Everything from the line containing "pub use bitstring::BitString;" through the end of the entries should be output exactly; nothing before it is wanted.

Records supplied ▸
-------

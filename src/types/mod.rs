pub mod bitstring;
pub mod node;
pub mod stamps;
pub mod summary;
pub mod transaction;

pub use bitstring::BitString;
pub use node::Peer;
pub use stamps::{
    CrossValidationStamp, Inconsistency, LedgerOperations, MovementType, NodeMovement,
    TransactionMovement, UnspentOutput, ValidationStamp,
};
pub use summary::{ReplicationAttestation, TransactionSummary};
pub use transaction::{
    Ledger, Ownership, TokenTransfer, Transaction, TransactionData, TransactionType, UcoTransfer,
};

-------

Output ▸
pub use bitstring::BitString;
pub use node::Peer;
pub use stamps::{
    CrossValidationStamp, Inconsistency, LedgerOperations, MovementType, NodeMovement,
    TransactionMovement, UnspentOutput, ValidationStamp,
};
pub use summary::{ReplicationAttestation, TransactionSummary};
pub use transaction::{
    Ledger, Ownership, TokenTransfer, Transaction, TransactionData, TransactionType, UcoTransfer,
};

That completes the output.